Task brief:
In the records below, the line with "use tracing::info;" opens the range and the line with "use super::referral::ReferralService;" closes it; print that range exactly and nothing else.

Stored data:
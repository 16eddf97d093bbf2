//! Enrollments

use std::sync::Arc;

use chrono::Utc;
use sea_orm::{
    ActiveModelTrait, ColumnTrait, ConnectionTrait, DatabaseConnection, EntityTrait, QueryFilter,
    QueryOrder, Set,
};
use tracing::info;

use super::email::{enrollment_confirmation, EmailService};
use super::monetization::MonetizationService;
use super::prerequisites::check_prerequisites;
use super::referral::ReferralService;
use super::waitlist::{live_enrollments, mark_enrolled, WaitlistService};
use super::{load_course, load_owned_course, load_user, new_id};
use crate::domain::course::CourseStatus;
use crate::domain::enrollment::{has_capacity, validate_progress, EnrollmentStatus};
use crate::domain::Actor;
use crate::infrastructure::cache::CacheService;
use crate::infrastructure::database::entities::{course, enrollment};
use crate::shared::best_effort;
use crate::shared::errors::{DomainError, DomainResult};

pub struct EnrollmentService {
    db: DatabaseConnection,
    cache: Arc<CacheService>,
    monetization: Arc<MonetizationService>,
    referral: Arc<ReferralService>,
    waitlist: Arc<WaitlistService>,
    email: Arc<EmailService>,
}

impl EnrollmentService {
    pub fn new(
        db: DatabaseConnection,
        cache: Arc<CacheService>,
        monetization: Arc<MonetizationService>,
        referral: Arc<ReferralService>,
        waitlist: Arc<WaitlistService>,
        email: Arc<EmailService>,
    ) -> Self {
        Self {
            db,
            cache,
            monetization,
            referral,
            waitlist,
            email,
        }
    }

    /// Enroll the acting user. A CANCELLED enrollment is re-activated.
    pub async fn enroll(&self, actor: &Actor, course_id: &str) -> DomainResult<enrollment::Model> {
        let course = load_course(&self.db, course_id).await?;
        ensure_open(&course)?;

        let existing = find_enrollment(&self.db, &actor.user_id, course_id).await?;
        if existing.as_ref().is_some_and(|e| e.status.is_live()) {
            return Err(DomainError::Conflict("Already enrolled in this course".into()));
        }

        let access = self.monetization.check_course_access(actor, &course).await?;
        if !access.granted {
            return Err(DomainError::forbidden(access.reason));
        }

        ensure_eligible(&self.db, &actor.user_id, &course).await?;

        let enrolled = activate(&self.db, &actor.user_id, course_id, existing, None).await?;
        info!(course_id, student_id = %actor.user_id, enrollment_id = %enrolled.id, "Student enrolled");

        self.after_enrollment(&course, &enrolled).await;
        Ok(enrolled)
    }

    async fn after_enrollment(&self, course: &course::Model, enrolled: &enrollment::Model) {
        best_effort("referral_conversion", self.referral.convert_on_enrollment(&enrolled.student_id)).await;
        best_effort("waitlist_close", mark_enrolled(&self.db, &enrolled.student_id, &course.id)).await;
        if let Some(student) = best_effort("load_student", load_user(&self.db, &enrolled.student_id)).await {
            best_effort(
                "enrollment_email",
                self.email
                    .send(enrollment_confirmation(&student.email, &student.username, &course.title)),
            )
            .await;
        }
        self.invalidate_dashboards(&enrolled.student_id, &course.teacher_id);
    }

    pub async fn get(&self, actor: &Actor, enrollment_id: &str) -> DomainResult<enrollment::Model> {
        let found = load_enrollment(&self.db, enrollment_id).await?;
        if !actor.owns(&found.student_id) {
            load_owned_course(&self.db, actor, &found.course_id).await?;
        }
        Ok(found)
    }

    pub async fn list_for_student(&self, student_id: &str) -> DomainResult<Vec<enrollment::Model>> {
        Ok(enrollment::Entity::find()
            .filter(enrollment::Column::StudentId.eq(student_id))
            .order_by_desc(enrollment::Column::EnrolledAt)
            .all(&self.db)
            .await?)
    }

    pub async fn list_for_course(&self, actor: &Actor, course_id: &str) -> DomainResult<Vec<enrollment::Model>> {
        load_owned_course(&self.db, actor, course_id).await?;
        Ok(enrollment::Entity::find()
            .filter(enrollment::Column::CourseId.eq(course_id))
            .order_by_asc(enrollment::Column::EnrolledAt)
            .all(&self.db)
            .await?)
    }

    /// Cancelling frees a seat, which is offered to the waitlist.
    pub async fn cancel(&self, actor: &Actor, enrollment_id: &str) -> DomainResult<enrollment::Model> {
        let existing = load_enrollment(&self.db, enrollment_id).await?;
        actor.ensure_owns(&existing.student_id, "enrollment")?;
        if existing.status == EnrollmentStatus::Cancelled {
            return Ok(existing);
        }
        let now = Utc::now();
        let mut active: enrollment::ActiveModel = existing.into();
        active.status = Set(EnrollmentStatus::Cancelled);
        active.cancelled_at = Set(Some(now));
        active.updated_at = Set(now);
        let cancelled = active.update(&self.db).await?;
        info!(enrollment_id, course_id = %cancelled.course_id, "Enrollment cancelled");

        best_effort("waitlist_notify", self.waitlist.notify_next(&cancelled.course_id)).await;
        if let Some(course) = best_effort("load_course", load_course(&self.db, &cancelled.course_id)).await {
            self.invalidate_dashboards(&cancelled.student_id, &course.teacher_id);
        }
        Ok(cancelled)
    }

    pub async fn complete(&self, actor: &Actor, enrollment_id: &str) -> DomainResult<enrollment::Model> {
        let existing = self.get(actor, enrollment_id).await?;
        let completed = set_progress(&self.db, existing, 100).await?;
        self.cache.delete_pattern(&format!("dashboard:*:{}", completed.student_id));
        Ok(completed)
    }

    /// Reaching 100 completes the enrollment.
    pub async fn update_progress(&self, actor: &Actor, enrollment_id: &str, percent: i32) -> DomainResult<enrollment::Model> {
        let percent = validate_progress(percent)?;
        let existing = self.get(actor, enrollment_id).await?;
        let updated = set_progress(&self.db, existing, percent).await?;
        self.cache.delete_pattern(&format!("dashboard:*:{}", updated.student_id));
        Ok(updated)
    }

    fn invalidate_dashboards(&self, student_id: &str, teacher_id: &str) {
        self.cache.delete_pattern(&format!("dashboard:*:{}", student_id));
        self.cache.delete_pattern(&format!("dashboard:*:{}", teacher_id));
    }
}

pub(crate) fn ensure_open(course: &course::Model) -> DomainResult<()> {
    if course.status != CourseStatus::Published {
        return Err(DomainError::validation(format!(
            "Course '{}' is not open for enrollment",
            course.title
        )));
    }
    Ok(())
}

/// Prerequisites met and a seat free. Shared by direct enrollment and bundle purchase.
pub(crate) async fn ensure_eligible<C: ConnectionTrait>(
    db: &C,
    student_id: &str,
    course: &course::Model,
) -> DomainResult<()> {
    let prereqs = check_prerequisites(db, student_id, &course.id).await?;
    if !prereqs.satisfied {
        return Err(DomainError::forbidden(format!(
            "Missing prerequisites: {}",
            prereqs.missing.join(", ")
        )));
    }
    let live = live_enrollments(db, &course.id).await?;
    if !has_capacity(course.capacity, live) {
        return Err(DomainError::Conflict(format!("Course '{}' is full", course.title)));
    }
    Ok(())
}

pub(crate) async fn load_enrollment<C: ConnectionTrait>(db: &C, enrollment_id: &str) -> DomainResult<enrollment::Model> {
    enrollment::Entity::find_by_id(enrollment_id.to_string())
        .one(db)
        .await?
        .ok_or_else(|| DomainError::not_found("Enrollment", enrollment_id))
}

pub(crate) async fn find_enrollment<C: ConnectionTrait>(
    db: &C,
    student_id: &str,
    course_id: &str,
) -> DomainResult<Option<enrollment::Model>> {
    Ok(enrollment::Entity::find()
        .filter(enrollment::Column::StudentId.eq(student_id))
        .filter(enrollment::Column::CourseId.eq(course_id))
        .one(db)
        .await?)
}

/// Insert an ACTIVE enrollment, or re-activate `existing`.
pub(crate) async fn activate<C: ConnectionTrait>(
    db: &C,
    student_id: &str,
    course_id: &str,
    existing: Option<enrollment::Model>,
    payment_id: Option<String>,
) -> DomainResult<enrollment::Model> {
    let now = Utc::now();
    match existing {
        Some(previous) => {
            let mut active: enrollment::ActiveModel = previous.into();
            active.status = Set(EnrollmentStatus::Active);
            active.progress_percent = Set(0);
            active.cancelled_at = Set(None);
            active.completed_at = Set(None);
            active.enrolled_at = Set(now);
            active.updated_at = Set(now);
            if payment_id.is_some() {
                active.payment_id = Set(payment_id);
            }
            Ok(active.update(db).await?)
        }
        None => Ok(enrollment::ActiveModel {
            id: Set(new_id()),
            student_id: Set(student_id.to_string()),
            course_id: Set(course_id.to_string()),
            status: Set(EnrollmentStatus::Active),
            progress_percent: Set(0),
            payment_id: Set(payment_id),
            enrolled_at: Set(now),
            completed_at: Set(None),
            cancelled_at: Set(None),
            updated_at: Set(now),
        }
        .insert(db)
        .await?),
    }
}

pub(crate) async fn set_progress<C: ConnectionTrait>(
    db: &C,
    existing: enrollment::Model,
    percent: i32,
) -> DomainResult<enrollment::Model> {
    if existing.status == EnrollmentStatus::Cancelled {
        return Err(DomainError::validation("Enrollment is cancelled"));
    }
    let now = Utc::now();
    let completes = percent >= 100 && existing.status != EnrollmentStatus::Completed;
    let mut active: enrollment::ActiveModel = existing.into();
    active.progress_percent = Set(percent);
    if completes {
        active.status = Set(EnrollmentStatus::Completed);
        active.completed_at = Set(Some(now));
    }
    active.updated_at = Set(now);
    let updated = active.update(db).await?;
    if completes {
        info!(enrollment_id = %updated.id, course_id = %updated.course_id, "Enrollment completed");
    }
    Ok(updated)
}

Solution to this task:
use tracing::info;

use super::email::{enrollment_confirmation, EmailService};
use super::monetization::MonetizationService;
use super::prerequisites::check_prerequisites;
use super::referral::ReferralService;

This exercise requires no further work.